Clinical relevance of PRF and revascularization has been demonstrated in several case studies
of avulsion. These case studies utilized a general protocol of minimally instrumenting the
avulsed tooth. One study performed a 3 mm resection of the root apex followed by minimal
instrumentation of the canal. Blood is then drawn from the patient and PRF is prepared via
Choukroun's method. The PRF is then placed on the root surface and condensed into the canal.
The tooth was then reimplanted, splinted, and the patient followed for up to 24 months. The
tooth tested vital to thermal and percussion testing and radiographically did not show signs
of replacement resorption or inflammation.
To date no human studies have been performed evaluating the effectiveness of PRF on pulpal
revascularization after reimplantation and its benefits in limiting inflammation.
Additionally, only histological evidence of the benefits of PRF has been demonstrated in
animal models. If PRF is capable of promoting revascularization in mature teeth the potential
benefits extend to limiting the need for endodontic therapy following mature tooth avulsion,
potential for mature tooth transplantation in situations of congenitally missing teeth, and
utilization of PRF in endodontic revascularization therapy.

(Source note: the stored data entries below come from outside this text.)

//! Events surfaced to subscribers and the UI bridge.

use crate::download::{humanize_bytes, DownloadProgress};
use serde::{Deserialize, Serialize};
use tokio::sync::broadcast;

const EVENT_BUFFER: usize = 64;

/// Release information reported by the native engine.
#[derive(Debug, Clone, PartialEq, Eq, Serialize, Deserialize)]
#[serde(rename_all = "camelCase")]
pub struct UpdateInfo {
    pub version: String,
    #[serde(default)]
    pub release_date: Option<String>,
}

impl UpdateInfo {
    pub fn new(version: impl Into<String>, release_date: Option<String>) -> Self {
        Self {
            version: version.into(),
            release_date,
        }
    }
}

/// Download progress formatted for display.
#[derive(Debug, Clone, PartialEq, Serialize, Deserialize)]
#[serde(rename_all = "camelCase")]
pub struct ProgressReport {
    /// Rounded to two decimals; `None` while the total is unknown.
    pub percentage: Option<f64>,
    pub transferred_human: String,
    pub total_human: String,
}

impl From<&DownloadProgress> for ProgressReport {
    fn from(progress: &DownloadProgress) -> Self {
        Self {
            percentage: progress
                .percentage
                .map(|pct| (pct * 100.0).round() / 100.0),
            transferred_human: humanize_bytes(progress.transferred_bytes),
            total_human: progress
                .total_bytes
                .map(humanize_bytes)
                .unwrap_or_else(|| "unknown".to_owned()),
        }
    }
}

/// Everything the updater reports while it works.
#[derive(Debug, Clone, PartialEq, Serialize, Deserialize)]
#[serde(tag = "event", content = "data", rename_all = "kebab-case")]
pub enum UpdaterEvent {
    CheckingForUpdate,
    UpdateAvailable(UpdateInfo),
    DownloadProgress(ProgressReport),
    UpdateNotAvailable,
    UpdateDownloaded(UpdateInfo),
    /// The delta path was abandoned for a full update. The cycle continues.
    DeltaFallback(String),
    Error(String),
}

impl UpdaterEvent {
    /// Channel name used on the UI bridge.
    pub fn name(&self) -> &'static str {
        match self {
            Self::CheckingForUpdate => "checking-for-update",
            Self::UpdateAvailable(_) => "update-available",
            Self::DownloadProgress(_) => "download-progress",
            Self::UpdateNotAvailable => "update-not-available",
            Self::UpdateDownloaded(_) => "update-downloaded",
            Self::DeltaFallback(_) => "delta-fallback",
            Self::Error(_) => "error",
        }
    }
}

/// Fan-out of [`UpdaterEvent`]s to any number of subscribers.
///
/// Slow subscribers miss old events instead of blocking the updater.
#[derive(Debug, Clone)]
pub struct EventDispatcher {
    sender: broadcast::Sender<UpdaterEvent>,
}

impl Default for EventDispatcher {
    fn default() -> Self {
        Self::new()
    }
}

impl EventDispatcher {
    pub fn new() -> Self {
        let (sender, _) = broadcast::channel(EVENT_BUFFER);
        Self { sender }
    }

    pub fn subscribe(&self) -> broadcast::Receiver<UpdaterEvent> {
        self.sender.subscribe()
    }

    pub fn emit(&self, event: UpdaterEvent) {
        tracing::trace!(target: "updater", event = event.name(), "emit");
        // No subscribers is not an error.
        let _ = self.sender.send(event);
    }
}
//! Database bootstrap: connection configuration and table creation
//!
//! Runs once, on the constructing thread, so any failure is a construction
//! error rather than something the writer thread can only log. The
//! bootstrapped connection is then handed to the writer thread, which owns
//! it exclusively for the life of the sink.

use crate::config::{EffectiveConfig, CACHE_SIZE_PAGES, PAGE_SIZE};
use rusqlite::Connection;

/// Open (or create) the database, apply the connection configuration, and
/// make sure the log table exists. Idempotent.
pub(crate) fn open_database(cfg: &EffectiveConfig) -> rusqlite::Result<Connection> {
    let conn = Connection::open(&cfg.db_path)?;

    // page_size must be set before the first table is created; the in-memory
    // journal trades per-transaction crash atomicity for throughput, and
    // max_page_count is what turns the size budget into SQLITE_FULL.
    conn.execute_batch(&format!(
        "PRAGMA page_size={PAGE_SIZE};\n\
         PRAGMA journal_mode=MEMORY;\n\
         PRAGMA synchronous=NORMAL;\n\
         PRAGMA cache_size={CACHE_SIZE_PAGES};\n\
         PRAGMA max_page_count={};",
        cfg.max_page_count
    ))?;

    create_table(&conn, &cfg.table_name)?;
    Ok(conn)
}

/// `CREATE TABLE IF NOT EXISTS`: a pre-existing table with a compatible
/// superset of columns passes unchanged.
pub(crate) fn create_table(conn: &Connection, table: &str) -> rusqlite::Result<()> {
    conn.execute_batch(&format!(
        "CREATE TABLE IF NOT EXISTS {table} (\n\
             id INTEGER PRIMARY KEY AUTOINCREMENT,\n\
             Timestamp TEXT,\n\
             Level VARCHAR(10),\n\
             Exception TEXT,\n\
             RenderedMessage TEXT,\n\
             Properties TEXT\n\
         )"
    ))
}
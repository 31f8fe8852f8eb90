//! Error types for sink construction.
//!
//! Only construction fails loudly: a misconfigured sink must be detected at
//! startup. Everything after `SqliteSink::new` returns is best-effort;
//! write-path failures are reported on the `tracing` self-log and never
//! reach the producer's logging call.

use std::path::PathBuf;
use thiserror::Error;

/// Errors surfaced while constructing a [`SqliteSink`](crate::SqliteSink).
#[derive(Debug, Error)]
pub enum SinkError {
    #[error("invalid configuration: {0}")]
    InvalidConfiguration(String),

    #[error("failed to create database directory {path}")]
    CreateDirectory {
        path: PathBuf,
        #[source]
        source: std::io::Error,
    },

    #[error("schema bootstrap failed")]
    SchemaBootstrap(#[from] rusqlite::Error),

    #[error("failed to spawn writer thread")]
    WriterSpawn(#[source] std::io::Error),
}
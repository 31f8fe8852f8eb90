//! Sink facade: construction, emit, flush, shutdown
//!
//! `SqliteSink` is what the host logging pipeline holds. Emission is
//! fire-and-forget: producers deposit events into the bounded channel and
//! never wait on disk I/O; everything downstream happens on the writer
//! thread. Shutdown is a one-directional state machine
//! (`Running → Draining → Closed`) with the writer responsible for the
//! final drain.

use crate::config::SqliteSinkOptions;
use crate::error::SinkError;
use crate::events::{Level, LogEvent};
use crate::schema;
use crate::writer::{Writer, WriterCommand};
use std::sync::atomic::{AtomicU64, AtomicU8, Ordering};
use std::sync::mpsc::{self, SyncSender, TrySendError};
use std::sync::Arc;
use std::thread::{self, JoinHandle};

const STATE_RUNNING: u8 = 0;
const STATE_DRAINING: u8 = 1;
const STATE_CLOSED: u8 = 2;

/// Counters for observing the sink itself. These describe the sink's own
/// health, not the log stream: losses recorded here are also reported on
/// the `tracing` self-log.
#[derive(Debug, Default)]
pub(crate) struct SinkMetrics {
    /// Events committed to the database.
    pub events_stored: AtomicU64,
    /// Events dropped at admission (buffer full).
    pub events_dropped: AtomicU64,
    /// Events lost to failed batches (write errors, full database).
    pub events_lost: AtomicU64,
    /// Current pending-batch size.
    pub batch_pending: AtomicU64,
    /// Committed batches.
    pub flush_count: AtomicU64,
    /// Completed rollovers.
    pub rollover_count: AtomicU64,
    /// Retention sweeps attempted.
    pub retention_runs: AtomicU64,
    /// Total commit latency, for averaging.
    pub write_latency_us: AtomicU64,
}

impl SinkMetrics {
    pub(crate) fn snapshot(&self) -> MetricsSnapshot {
        let flushes = self.flush_count.load(Ordering::Relaxed);
        MetricsSnapshot {
            events_stored: self.events_stored.load(Ordering::Relaxed),
            events_dropped: self.events_dropped.load(Ordering::Relaxed),
            events_lost: self.events_lost.load(Ordering::Relaxed),
            batch_pending: self.batch_pending.load(Ordering::Relaxed),
            flush_count: flushes,
            rollover_count: self.rollover_count.load(Ordering::Relaxed),
            retention_runs: self.retention_runs.load(Ordering::Relaxed),
            avg_write_latency_us: {
                let total = self.write_latency_us.load(Ordering::Relaxed);
                if flushes > 0 {
                    total / flushes
                } else {
                    0
                }
            },
        }
    }
}

/// Point-in-time copy of the sink's counters.
#[derive(Debug, Clone)]
pub struct MetricsSnapshot {
    pub events_stored: u64,
    pub events_dropped: u64,
    pub events_lost: u64,
    pub batch_pending: u64,
    pub flush_count: u64,
    pub rollover_count: u64,
    pub retention_runs: u64,
    pub avg_write_latency_us: u64,
}

/// A durable, batched log-event sink backed by a single SQLite file.
///
/// One instance owns one database file and one writer thread. Instances
/// are independent; two sinks over distinct files never share state.
pub struct SqliteSink {
    tx: SyncSender<WriterCommand>,
    writer_handle: Option<JoinHandle<()>>,
    metrics: Arc<SinkMetrics>,
    min_level: Level,
    state: AtomicU8,
}

impl SqliteSink {
    /// Open (or create) the database and start the writer thread.
    ///
    /// Parent directories are created, the connection is configured, and
    /// the log table is bootstrapped before this returns, so every
    /// configuration or bootstrap problem surfaces here rather than being
    /// logged from the write path later.
    pub fn new(options: SqliteSinkOptions) -> Result<Self, SinkError> {
        let cfg = options.into_effective()?;

        if let Some(parent) = cfg.db_path.parent() {
            if !parent.as_os_str().is_empty() {
                std::fs::create_dir_all(parent).map_err(|source| SinkError::CreateDirectory {
                    path: parent.to_path_buf(),
                    source,
                })?;
            }
        }

        // Bootstrap on the caller's thread; the connection then moves into
        // the writer thread, which owns it exclusively from here on.
        let conn = schema::open_database(&cfg)?;

        let (tx, rx) = mpsc::sync_channel::<WriterCommand>(cfg.max_buffer_size);
        let metrics = Arc::new(SinkMetrics::default());
        let min_level = cfg.min_level;

        let writer = Writer::new(conn, cfg, metrics.clone());
        let writer_handle = thread::Builder::new()
            .name("sqlog-writer".into())
            .spawn(move || writer.run(rx))
            .map_err(SinkError::WriterSpawn)?;

        tracing::debug!("sink started");

        Ok(Self {
            tx,
            writer_handle: Some(writer_handle),
            metrics,
            min_level,
            state: AtomicU8::new(STATE_RUNNING),
        })
    }

    /// Queue one event for persistence (fire-and-forget).
    ///
    /// Never blocks and never returns an error to the logging call: events
    /// below the configured minimum level are ignored, and events arriving
    /// while the buffer is full or after [`close`](Self::close) are dropped
    /// and accounted for in the metrics.
    pub fn emit(&self, event: LogEvent) {
        if self.state.load(Ordering::Acquire) != STATE_RUNNING {
            return;
        }
        if event.level < self.min_level {
            return;
        }
        match self.tx.try_send(WriterCommand::Emit(Box::new(event))) {
            Ok(()) => {}
            Err(TrySendError::Full(_)) => {
                self.metrics.events_dropped.fetch_add(1, Ordering::Relaxed);
                tracing::warn!(
                    "buffer full: dropped event (total dropped: {})",
                    self.metrics.events_dropped.load(Ordering::Relaxed)
                );
            }
            Err(TrySendError::Disconnected(_)) => {
                tracing::error!("writer thread disconnected; event discarded");
            }
        }
    }

    /// Block until every event queued so far has been offered to the
    /// database, establishing a durability point without closing the sink.
    pub fn flush(&self) {
        if self.state.load(Ordering::Acquire) != STATE_RUNNING {
            return;
        }
        let (ack_tx, ack_rx) = mpsc::sync_channel(1);
        if self.tx.send(WriterCommand::Flush(ack_tx)).is_ok() {
            let _ = ack_rx.recv();
        }
    }

    /// Stop accepting events, drain the buffer, commit the final batch,
    /// and close the connection. Idempotent; also runs on drop.
    pub fn close(&mut self) {
        if self
            .state
            .compare_exchange(
                STATE_RUNNING,
                STATE_DRAINING,
                Ordering::AcqRel,
                Ordering::Acquire,
            )
            .is_err()
        {
            return;
        }

        let _ = self.tx.send(WriterCommand::Shutdown);
        if let Some(handle) = self.writer_handle.take() {
            if handle.join().is_err() {
                tracing::error!("writer thread panicked during shutdown");
            }
        }

        self.state.store(STATE_CLOSED, Ordering::Release);
        tracing::debug!("sink closed");
    }

    /// Current counters.
    pub fn metrics(&self) -> MetricsSnapshot {
        self.metrics.snapshot()
    }
}

impl Drop for SqliteSink {
    fn drop(&mut self) {
        self.close();
    }
}
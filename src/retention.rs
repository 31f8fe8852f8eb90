//! Age-based retention
//!
//! A sweep deletes rows whose `Timestamp` is older than the cut-off. The
//! cut-off string must be produced exactly like insert timestamps (same
//! UTC/local choice, same pattern) because the comparison is textual.
//! Sweeps are scheduled by the writer loop between batches, so they can
//! never land inside an insert transaction. Failures are logged and the
//! next sweep stays on schedule.

use crate::util::format_timestamp;
use chrono::Local;
use rusqlite::{named_params, Connection};
use std::time::Duration;

/// Cut-off string for a sweep starting now: `now - period`, formatted like
/// an insert timestamp. Returns `None` when the period is not representable
/// (far outside any real configuration); the caller skips the sweep rather
/// than deleting on a bogus boundary.
pub(crate) fn cutoff(period: Duration, utc: bool) -> Option<String> {
    let delta = chrono::Duration::from_std(period).ok()?;
    let now = Local::now().fixed_offset();
    let cut = now.checked_sub_signed(delta)?;
    Some(format_timestamp(&cut, utc))
}

/// Delete every row older than the cut-off. Returns the number of rows
/// removed.
pub(crate) fn sweep(conn: &Connection, table: &str, cutoff: &str) -> rusqlite::Result<usize> {
    conn.execute(
        &format!("DELETE FROM {table} WHERE Timestamp < @cutoff"),
        named_params! { "@cutoff": cutoff },
    )
}
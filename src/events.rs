// Log events that producers hand to the sink
//
// The event model is deliberately host-shaped: the host logging pipeline
// renders the message template and stringifies exceptions before an event
// reaches the sink, so the sink only ever moves opaque strings plus a
// structured property tree. Using enums keeps the property tree a closed,
// pattern-matchable variant rather than a dynamic object facility.

use chrono::{DateTime, FixedOffset};
use serde::{Deserialize, Serialize};
use std::collections::BTreeMap;

/// Severity of a log event, ordered from least to most severe.
///
/// The variant names are what lands in the `Level` column, so they stay
/// Pascal-cased and within the column's 10-character width.
#[derive(
    Debug, Clone, Copy, PartialEq, Eq, PartialOrd, Ord, Hash, Serialize, Deserialize, Default,
)]
pub enum Level {
    #[default]
    Verbose,
    Debug,
    Information,
    Warning,
    Error,
    Fatal,
}

impl Level {
    /// The name stored in the `Level` column.
    pub fn as_str(&self) -> &'static str {
        match self {
            Level::Verbose => "Verbose",
            Level::Debug => "Debug",
            Level::Information => "Information",
            Level::Warning => "Warning",
            Level::Error => "Error",
            Level::Fatal => "Fatal",
        }
    }
}

/// A primitive property value.
#[derive(Debug, Clone, PartialEq, Serialize, Deserialize)]
pub enum ScalarValue {
    Null,
    Bool(bool),
    Int(i64),
    Float(f64),
    String(String),
}

/// A structured property value: scalar, sequence, mapping, or a typed
/// object with ordered named fields.
///
/// `Mapping` is a `BTreeMap` so the encoded `Properties` column is
/// deterministic; `Structured` keeps its field order because key/value-pair
/// type tags identify fields positionally.
#[derive(Debug, Clone, PartialEq, Serialize, Deserialize)]
pub enum PropertyValue {
    Scalar(ScalarValue),
    Sequence(Vec<PropertyValue>),
    Mapping(BTreeMap<String, PropertyValue>),
    Structured {
        type_tag: Option<String>,
        fields: Vec<(String, PropertyValue)>,
    },
}

impl From<bool> for PropertyValue {
    fn from(value: bool) -> Self {
        PropertyValue::Scalar(ScalarValue::Bool(value))
    }
}

impl From<i64> for PropertyValue {
    fn from(value: i64) -> Self {
        PropertyValue::Scalar(ScalarValue::Int(value))
    }
}

impl From<f64> for PropertyValue {
    fn from(value: f64) -> Self {
        PropertyValue::Scalar(ScalarValue::Float(value))
    }
}

impl From<&str> for PropertyValue {
    fn from(value: &str) -> Self {
        PropertyValue::Scalar(ScalarValue::String(value.to_string()))
    }
}

impl From<String> for PropertyValue {
    fn from(value: String) -> Self {
        PropertyValue::Scalar(ScalarValue::String(value))
    }
}

/// One structured log record, as produced by the host pipeline.
#[derive(Debug, Clone, Serialize, Deserialize)]
pub struct LogEvent {
    /// Wall-clock instant with its original timezone offset.
    pub timestamp: DateTime<FixedOffset>,
    pub level: Level,
    /// The pre-render template, opaque to the sink.
    pub message_template: String,
    /// The host's rendering of the template; this is what gets stored.
    pub rendered_message: String,
    /// Stringified error chain, if any.
    pub exception: Option<String>,
    pub properties: BTreeMap<String, PropertyValue>,
}

impl LogEvent {
    /// Create an event with no exception and no properties.
    ///
    /// The message template defaults to the rendered message; hosts that
    /// distinguish the two set it via [`LogEvent::message_template`].
    pub fn new(
        timestamp: DateTime<FixedOffset>,
        level: Level,
        rendered_message: impl Into<String>,
    ) -> Self {
        let rendered_message = rendered_message.into();
        Self {
            timestamp,
            level,
            message_template: rendered_message.clone(),
            rendered_message,
            exception: None,
            properties: BTreeMap::new(),
        }
    }

    /// Set the pre-render message template.
    pub fn message_template(mut self, template: impl Into<String>) -> Self {
        self.message_template = template.into();
        self
    }

    /// Attach a stringified exception.
    pub fn exception(mut self, exception: impl Into<String>) -> Self {
        self.exception = Some(exception.into());
        self
    }

    /// Attach one named property.
    pub fn property(mut self, name: impl Into<String>, value: impl Into<PropertyValue>) -> Self {
        self.properties.insert(name.into(), value.into());
        self
    }
}
//! Dedicated writer thread
//!
//! All database work happens here, on one OS thread that exclusively owns
//! the connection. Producers never touch it; the retention sweep is driven
//! by the same loop that writes batches, so the two are serialised by
//! construction.
//!
//! # Architecture
//!
//! ```text
//! emit() (any thread)
//!     │
//!     └──→ std::sync::mpsc::sync_channel (bounded)
//!             │
//!             └──→ writer thread
//!                     │
//!                     ├──→ pending batch (batch_size or flush_interval)
//!                     ├──→ one INSERT transaction per batch
//!                     ├──→ retention sweep on its own deadline
//!                     └──→ rollover + single retry on SQLITE_FULL
//! ```

use crate::config::EffectiveConfig;
use crate::events::LogEvent;
use crate::properties;
use crate::retention;
use crate::rollover;
use crate::sink::SinkMetrics;
use crate::util::format_timestamp;
use rusqlite::{named_params, Connection};
use std::sync::atomic::Ordering;
use std::sync::mpsc::{Receiver, RecvTimeoutError, SyncSender, TryRecvError};
use std::sync::Arc;
use std::time::{Duration, Instant};

/// Commands sent to the writer thread.
pub(crate) enum WriterCommand {
    /// Persist one event (batched).
    Emit(Box<LogEvent>),
    /// Dispatch the pending batch now, then acknowledge.
    Flush(SyncSender<()>),
    /// Dispatch the pending batch, then exit.
    Shutdown,
}

pub(crate) struct Writer {
    conn: Connection,
    cfg: EffectiveConfig,
    metrics: Arc<SinkMetrics>,
    insert_sql: String,
    batch: Vec<LogEvent>,
    /// Start of the current time-trigger window; reset by every dispatch
    /// and by the trigger firing on an empty pending list.
    last_dispatch: Instant,
    next_retention: Option<Instant>,
}

impl Writer {
    pub(crate) fn new(conn: Connection, cfg: EffectiveConfig, metrics: Arc<SinkMetrics>) -> Self {
        let insert_sql = format!(
            "INSERT INTO {} (Timestamp, Level, Exception, RenderedMessage, Properties) \
             VALUES (@timeStamp, @level, @exception, @renderedMessage, @properties)",
            cfg.table_name
        );
        let next_retention = cfg
            .retention
            .as_ref()
            .map(|r| Instant::now() + r.check_interval);
        let batch = Vec::with_capacity(cfg.batch_size);
        Self {
            conn,
            cfg,
            metrics,
            insert_sql,
            batch,
            last_dispatch: Instant::now(),
            next_retention,
        }
    }

    /// Run until shutdown. Consumes the writer; the connection closes when
    /// this returns and the writer is dropped.
    pub(crate) fn run(mut self, rx: Receiver<WriterCommand>) {
        loop {
            match rx.recv_timeout(self.recv_timeout()) {
                Ok(WriterCommand::Emit(event)) => {
                    self.batch.push(*event);
                    self.metrics
                        .batch_pending
                        .store(self.batch.len() as u64, Ordering::Relaxed);
                    if self.batch.len() >= self.cfg.batch_size {
                        self.dispatch_batch();
                    }
                }
                Ok(WriterCommand::Flush(ack)) => {
                    self.dispatch_batch();
                    let _ = ack.try_send(());
                }
                Ok(WriterCommand::Shutdown) => {
                    self.drain_remaining(&rx);
                    self.dispatch_batch();
                    tracing::debug!("writer thread shutting down");
                    break;
                }
                Err(RecvTimeoutError::Timeout) => {
                    if self.last_dispatch.elapsed() >= self.cfg.flush_interval {
                        if self.batch.is_empty() {
                            // Empty time trigger only resets the clock
                            self.last_dispatch = Instant::now();
                        } else {
                            self.dispatch_batch();
                        }
                    }
                    self.maybe_run_retention();
                }
                Err(RecvTimeoutError::Disconnected) => {
                    self.dispatch_batch();
                    tracing::debug!("command channel closed; writer thread exiting");
                    break;
                }
            }
        }
    }

    /// Earliest of the flush deadline and the retention deadline.
    fn recv_timeout(&self) -> Duration {
        let now = Instant::now();
        let flush_deadline = self.last_dispatch + self.cfg.flush_interval;
        let mut timeout = flush_deadline.saturating_duration_since(now);
        if let Some(due) = self.next_retention {
            timeout = timeout.min(due.saturating_duration_since(now));
        }
        timeout
    }

    /// Events accepted before shutdown may still sit in the channel behind
    /// the shutdown command; fold them into the final batch.
    fn drain_remaining(&mut self, rx: &Receiver<WriterCommand>) {
        loop {
            match rx.try_recv() {
                Ok(WriterCommand::Emit(event)) => {
                    self.batch.push(*event);
                    if self.batch.len() >= self.cfg.batch_size {
                        self.dispatch_batch();
                    }
                }
                Ok(WriterCommand::Flush(ack)) => {
                    self.dispatch_batch();
                    let _ = ack.try_send(());
                }
                Ok(WriterCommand::Shutdown) => {}
                Err(TryRecvError::Empty) | Err(TryRecvError::Disconnected) => break,
            }
        }
    }

    /// Dispatch the pending batch in one transaction.
    ///
    /// Never propagates: the batch either commits, is retried once after a
    /// rollover, or is dropped and accounted for. Resets the time trigger.
    fn dispatch_batch(&mut self) {
        self.last_dispatch = Instant::now();
        if self.batch.is_empty() {
            return;
        }

        let started = Instant::now();
        let count = self.batch.len();

        match self.insert_batch() {
            Ok(()) => {
                let latency = started.elapsed().as_micros() as u64;
                self.metrics
                    .events_stored
                    .fetch_add(count as u64, Ordering::Relaxed);
                self.metrics.flush_count.fetch_add(1, Ordering::Relaxed);
                self.metrics
                    .write_latency_us
                    .fetch_add(latency, Ordering::Relaxed);
                tracing::trace!("committed {} events in {}µs", count, latency);
            }
            Err(err) if rollover::is_database_full(&err) => self.handle_database_full(count),
            Err(err) => {
                self.metrics
                    .events_lost
                    .fetch_add(count as u64, Ordering::Relaxed);
                tracing::warn!("dropping batch of {} events after write error: {}", count, err);
            }
        }

        self.batch.clear();
        self.metrics.batch_pending.store(0, Ordering::Relaxed);
    }

    /// Insert every pending event inside one transaction. An error at any
    /// point rolls the whole transaction back on drop.
    fn insert_batch(&mut self) -> rusqlite::Result<()> {
        let tx = self.conn.transaction()?;
        {
            let mut stmt = tx.prepare_cached(&self.insert_sql)?;
            for event in &self.batch {
                let properties = if event.properties.is_empty() {
                    String::new()
                } else {
                    properties::encode(&event.properties)
                };
                stmt.execute(named_params! {
                    "@timeStamp":
                        format_timestamp(&event.timestamp, self.cfg.store_timestamp_in_utc),
                    "@level": event.level.as_str(),
                    "@exception": event.exception.as_deref().unwrap_or(""),
                    "@renderedMessage": event.rendered_message,
                    "@properties": properties,
                })?;
            }
        }
        tx.commit()
    }

    /// The batch hit the size cap: roll the file over and retry once, or
    /// drop the batch when rollover is disabled. Either way the pipeline
    /// keeps running.
    fn handle_database_full(&mut self, count: usize) {
        if !self.cfg.roll_over {
            self.metrics
                .events_lost
                .fetch_add(count as u64, Ordering::Relaxed);
            tracing::warn!(
                "database reached the {} MB cap; dropping batch of {} events (rollover disabled)",
                self.cfg.max_db_mb,
                count
            );
            return;
        }

        match rollover::roll_over(&self.conn, &self.cfg.db_path, &self.cfg.table_name) {
            Ok(archive) => {
                self.metrics.rollover_count.fetch_add(1, Ordering::Relaxed);
                tracing::info!("database rolled over to {}", archive.display());
                match self.insert_batch() {
                    Ok(()) => {
                        self.metrics
                            .events_stored
                            .fetch_add(count as u64, Ordering::Relaxed);
                        self.metrics.flush_count.fetch_add(1, Ordering::Relaxed);
                    }
                    Err(err) => {
                        self.metrics
                            .events_lost
                            .fetch_add(count as u64, Ordering::Relaxed);
                        tracing::warn!(
                            "dropping batch of {} events; retry after rollover failed: {}",
                            count,
                            err
                        );
                    }
                }
            }
            Err(err) => {
                self.metrics
                    .events_lost
                    .fetch_add(count as u64, Ordering::Relaxed);
                tracing::warn!("rollover failed; dropping batch of {} events: {}", count, err);
            }
        }
    }

    fn maybe_run_retention(&mut self) {
        let (Some(due), Some(policy)) = (self.next_retention, self.cfg.retention.as_ref()) else {
            return;
        };
        if Instant::now() < due {
            return;
        }

        match retention::cutoff(policy.period, self.cfg.store_timestamp_in_utc) {
            Some(cut) => {
                match retention::sweep(&self.conn, &self.cfg.table_name, &cut) {
                    Ok(0) => tracing::trace!("retention sweep removed no rows"),
                    Ok(deleted) => {
                        tracing::info!("retention sweep removed {} rows older than {}", deleted, cut)
                    }
                    Err(err) => tracing::warn!("retention sweep failed: {}", err),
                }
            }
            None => tracing::warn!("retention period out of range; sweep skipped"),
        }

        self.metrics.retention_runs.fetch_add(1, Ordering::Relaxed);
        self.next_retention = Some(Instant::now() + policy.check_interval);
    }
}
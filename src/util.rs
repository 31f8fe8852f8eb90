//! Shared utility functions

use chrono::{DateTime, FixedOffset, Utc};

/// Pattern used for the `Timestamp` column and the retention cut-off:
/// seconds precision, no fractional part, no offset suffix.
pub(crate) const TIMESTAMP_FORMAT: &str = "%Y-%m-%dT%H:%M:%S";

/// Format an event timestamp for storage.
///
/// With `utc` set the instant is converted to UTC first; otherwise the
/// event's own offset is kept. The offset itself is never part of the
/// output, so inserts and the retention cut-off must agree on `utc` for
/// the column's textual ordering to mean anything.
pub(crate) fn format_timestamp(timestamp: &DateTime<FixedOffset>, utc: bool) -> String {
    if utc {
        timestamp
            .with_timezone(&Utc)
            .format(TIMESTAMP_FORMAT)
            .to_string()
    } else {
        timestamp.format(TIMESTAMP_FORMAT).to_string()
    }
}

#[cfg(test)]
mod tests {
    use super::*;

    fn parse(s: &str) -> DateTime<FixedOffset> {
        DateTime::parse_from_rfc3339(s).unwrap()
    }

    #[test]
    fn test_format_keeps_local_clock_time() {
        let ts = parse("2024-01-02T03:04:05+02:00");
        assert_eq!(format_timestamp(&ts, false), "2024-01-02T03:04:05");
    }

    #[test]
    fn test_format_converts_to_utc() {
        let ts = parse("2024-01-02T03:04:05+02:00");
        assert_eq!(format_timestamp(&ts, true), "2024-01-02T01:04:05");
    }

    #[test]
    fn test_format_truncates_subseconds() {
        let ts = parse("2024-01-02T03:04:05.999+00:00");
        assert_eq!(format_timestamp(&ts, false), "2024-01-02T03:04:05");
        assert_eq!(format_timestamp(&ts, true), "2024-01-02T03:04:05");
    }

    #[test]
    fn test_utc_conversion_can_cross_midnight() {
        let ts = parse("2024-01-02T01:30:00+05:30");
        assert_eq!(format_timestamp(&ts, true), "2024-01-01T20:00:00");
    }
}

The following research would consist of two phases: Phase 1. An in vitro model evaluating the
effects of PRF in limiting inflammatory response of pulp and pdl cell cultures in the
presence of an inflammatory mediators. Phase 2. An in vivo model utilizing mature teeth
previously treatment planned for extraction, treating in accordance to the procedure
documented by one group, reimplanting teeth and following for three to four months before
extracting and performing histological analysis.